Task to complete:
Among the lines of the records below, copy those that hold the word "MastershipController".
Data for the task START
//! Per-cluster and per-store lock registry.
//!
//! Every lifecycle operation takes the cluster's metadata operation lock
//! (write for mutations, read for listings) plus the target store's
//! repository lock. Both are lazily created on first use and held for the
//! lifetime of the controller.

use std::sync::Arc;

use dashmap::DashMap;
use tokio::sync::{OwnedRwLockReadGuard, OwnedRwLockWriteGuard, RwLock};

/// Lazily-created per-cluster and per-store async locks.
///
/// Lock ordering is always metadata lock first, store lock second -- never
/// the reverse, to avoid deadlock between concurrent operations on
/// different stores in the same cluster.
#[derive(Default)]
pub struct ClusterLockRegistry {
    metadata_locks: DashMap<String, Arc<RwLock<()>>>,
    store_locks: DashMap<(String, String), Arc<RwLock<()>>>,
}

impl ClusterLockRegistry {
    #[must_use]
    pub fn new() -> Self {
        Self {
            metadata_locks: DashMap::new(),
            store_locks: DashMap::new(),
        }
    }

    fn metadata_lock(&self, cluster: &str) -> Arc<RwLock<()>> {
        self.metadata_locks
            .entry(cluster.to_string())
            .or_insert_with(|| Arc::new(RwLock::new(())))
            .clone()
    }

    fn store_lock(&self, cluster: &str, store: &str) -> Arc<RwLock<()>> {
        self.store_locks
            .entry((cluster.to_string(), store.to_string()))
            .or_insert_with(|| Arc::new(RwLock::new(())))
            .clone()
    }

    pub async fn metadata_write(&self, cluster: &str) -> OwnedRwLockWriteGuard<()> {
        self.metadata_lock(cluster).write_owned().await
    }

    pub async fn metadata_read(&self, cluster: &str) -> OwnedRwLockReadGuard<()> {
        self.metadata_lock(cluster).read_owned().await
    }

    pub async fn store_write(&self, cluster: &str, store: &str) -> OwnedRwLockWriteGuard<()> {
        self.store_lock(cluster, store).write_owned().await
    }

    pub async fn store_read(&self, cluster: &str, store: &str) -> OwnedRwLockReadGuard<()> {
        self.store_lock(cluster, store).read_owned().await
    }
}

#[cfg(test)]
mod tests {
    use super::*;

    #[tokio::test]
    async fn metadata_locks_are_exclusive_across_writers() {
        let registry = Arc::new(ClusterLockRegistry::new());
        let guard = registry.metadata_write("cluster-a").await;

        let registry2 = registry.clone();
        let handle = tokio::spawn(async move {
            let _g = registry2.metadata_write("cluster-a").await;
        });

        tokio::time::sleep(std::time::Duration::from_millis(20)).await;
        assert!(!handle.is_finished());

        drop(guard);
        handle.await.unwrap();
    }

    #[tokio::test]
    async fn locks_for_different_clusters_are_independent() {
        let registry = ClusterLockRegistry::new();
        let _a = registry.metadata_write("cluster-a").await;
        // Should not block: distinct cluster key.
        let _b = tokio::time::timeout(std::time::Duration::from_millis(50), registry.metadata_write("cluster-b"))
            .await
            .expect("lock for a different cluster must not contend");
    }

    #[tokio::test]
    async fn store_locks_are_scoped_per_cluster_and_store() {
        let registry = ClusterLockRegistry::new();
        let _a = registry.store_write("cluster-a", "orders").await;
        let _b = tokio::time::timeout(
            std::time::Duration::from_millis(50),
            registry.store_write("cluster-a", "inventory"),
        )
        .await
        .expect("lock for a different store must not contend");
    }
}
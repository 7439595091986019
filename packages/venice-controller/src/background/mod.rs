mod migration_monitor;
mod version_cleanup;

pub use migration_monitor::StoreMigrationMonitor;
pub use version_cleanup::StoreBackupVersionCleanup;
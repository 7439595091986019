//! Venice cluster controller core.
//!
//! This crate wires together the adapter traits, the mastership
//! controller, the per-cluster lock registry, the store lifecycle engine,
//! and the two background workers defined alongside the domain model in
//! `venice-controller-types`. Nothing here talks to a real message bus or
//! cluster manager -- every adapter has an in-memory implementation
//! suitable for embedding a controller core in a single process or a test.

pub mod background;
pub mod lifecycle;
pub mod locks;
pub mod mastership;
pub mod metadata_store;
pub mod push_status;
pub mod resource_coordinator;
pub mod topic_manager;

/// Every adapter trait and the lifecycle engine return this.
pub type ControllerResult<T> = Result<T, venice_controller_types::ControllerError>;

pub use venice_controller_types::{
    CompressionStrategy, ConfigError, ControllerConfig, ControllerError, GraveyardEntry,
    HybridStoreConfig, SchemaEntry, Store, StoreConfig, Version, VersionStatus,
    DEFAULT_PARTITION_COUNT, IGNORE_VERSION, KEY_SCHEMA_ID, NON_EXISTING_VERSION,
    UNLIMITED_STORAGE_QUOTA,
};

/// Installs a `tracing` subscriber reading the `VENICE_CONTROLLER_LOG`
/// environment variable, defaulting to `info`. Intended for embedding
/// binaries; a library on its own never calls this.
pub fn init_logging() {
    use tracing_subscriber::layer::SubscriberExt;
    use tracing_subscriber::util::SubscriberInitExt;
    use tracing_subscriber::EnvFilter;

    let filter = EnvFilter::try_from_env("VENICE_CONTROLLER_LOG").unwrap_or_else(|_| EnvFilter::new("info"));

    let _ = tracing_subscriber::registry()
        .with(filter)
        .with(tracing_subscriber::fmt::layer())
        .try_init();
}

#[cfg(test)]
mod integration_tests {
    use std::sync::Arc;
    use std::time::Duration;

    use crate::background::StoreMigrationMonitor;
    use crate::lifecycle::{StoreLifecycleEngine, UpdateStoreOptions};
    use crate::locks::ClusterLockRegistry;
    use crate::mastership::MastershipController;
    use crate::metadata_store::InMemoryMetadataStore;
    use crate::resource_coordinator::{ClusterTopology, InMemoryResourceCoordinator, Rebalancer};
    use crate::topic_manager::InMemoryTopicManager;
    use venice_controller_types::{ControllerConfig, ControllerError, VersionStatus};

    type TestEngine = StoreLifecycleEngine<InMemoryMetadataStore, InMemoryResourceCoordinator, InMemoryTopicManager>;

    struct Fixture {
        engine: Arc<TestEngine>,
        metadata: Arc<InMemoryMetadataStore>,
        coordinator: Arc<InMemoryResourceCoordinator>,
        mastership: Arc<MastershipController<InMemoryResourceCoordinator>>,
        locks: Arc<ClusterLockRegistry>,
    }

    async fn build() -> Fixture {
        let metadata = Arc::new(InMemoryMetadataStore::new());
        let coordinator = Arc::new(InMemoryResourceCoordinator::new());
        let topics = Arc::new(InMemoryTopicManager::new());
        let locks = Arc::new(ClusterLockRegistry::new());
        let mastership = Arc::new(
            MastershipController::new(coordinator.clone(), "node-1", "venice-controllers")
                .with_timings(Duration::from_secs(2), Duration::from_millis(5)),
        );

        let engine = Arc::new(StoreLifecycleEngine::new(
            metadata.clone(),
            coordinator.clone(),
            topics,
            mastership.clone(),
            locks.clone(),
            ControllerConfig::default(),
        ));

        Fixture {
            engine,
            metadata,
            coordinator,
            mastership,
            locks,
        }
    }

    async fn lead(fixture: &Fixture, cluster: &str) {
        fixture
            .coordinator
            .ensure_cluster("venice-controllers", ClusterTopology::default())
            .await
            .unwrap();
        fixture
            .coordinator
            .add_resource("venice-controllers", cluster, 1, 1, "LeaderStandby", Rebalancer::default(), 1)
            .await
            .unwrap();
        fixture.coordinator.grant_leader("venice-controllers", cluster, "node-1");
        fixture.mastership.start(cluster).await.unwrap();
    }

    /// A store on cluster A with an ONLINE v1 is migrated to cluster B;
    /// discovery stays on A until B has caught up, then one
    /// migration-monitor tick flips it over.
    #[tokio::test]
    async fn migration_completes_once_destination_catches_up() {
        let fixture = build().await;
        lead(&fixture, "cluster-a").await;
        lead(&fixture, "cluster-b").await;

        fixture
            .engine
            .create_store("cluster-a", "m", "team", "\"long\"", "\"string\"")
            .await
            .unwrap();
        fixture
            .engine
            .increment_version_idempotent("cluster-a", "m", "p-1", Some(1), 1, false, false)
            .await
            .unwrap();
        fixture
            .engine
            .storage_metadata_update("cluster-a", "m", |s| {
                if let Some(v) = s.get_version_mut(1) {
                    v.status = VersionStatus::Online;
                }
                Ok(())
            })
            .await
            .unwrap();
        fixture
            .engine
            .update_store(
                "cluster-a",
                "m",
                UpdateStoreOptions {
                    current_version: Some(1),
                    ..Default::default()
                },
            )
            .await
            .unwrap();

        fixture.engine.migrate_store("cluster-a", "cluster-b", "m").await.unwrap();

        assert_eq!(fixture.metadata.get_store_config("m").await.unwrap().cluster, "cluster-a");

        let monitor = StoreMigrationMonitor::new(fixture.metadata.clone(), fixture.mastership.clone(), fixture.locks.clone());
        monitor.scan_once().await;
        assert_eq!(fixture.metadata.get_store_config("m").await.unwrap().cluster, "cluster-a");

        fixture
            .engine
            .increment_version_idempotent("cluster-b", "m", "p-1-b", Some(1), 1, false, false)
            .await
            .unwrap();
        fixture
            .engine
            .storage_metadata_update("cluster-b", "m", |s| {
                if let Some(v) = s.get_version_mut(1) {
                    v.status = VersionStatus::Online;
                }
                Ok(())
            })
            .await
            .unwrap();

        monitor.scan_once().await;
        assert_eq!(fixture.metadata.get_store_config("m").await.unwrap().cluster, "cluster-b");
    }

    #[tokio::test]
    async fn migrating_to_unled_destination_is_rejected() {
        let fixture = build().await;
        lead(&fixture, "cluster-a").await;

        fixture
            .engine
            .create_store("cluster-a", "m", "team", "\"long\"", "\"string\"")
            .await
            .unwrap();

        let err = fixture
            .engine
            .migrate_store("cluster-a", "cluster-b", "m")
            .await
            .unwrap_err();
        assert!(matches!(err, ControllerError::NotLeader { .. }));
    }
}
Data for the task END
Response:
    use crate::mastership::MastershipController;
        mastership: Arc<MastershipController<InMemoryResourceCoordinator>>,
            MastershipController::new(coordinator.clone(), "node-1", "venice-controllers")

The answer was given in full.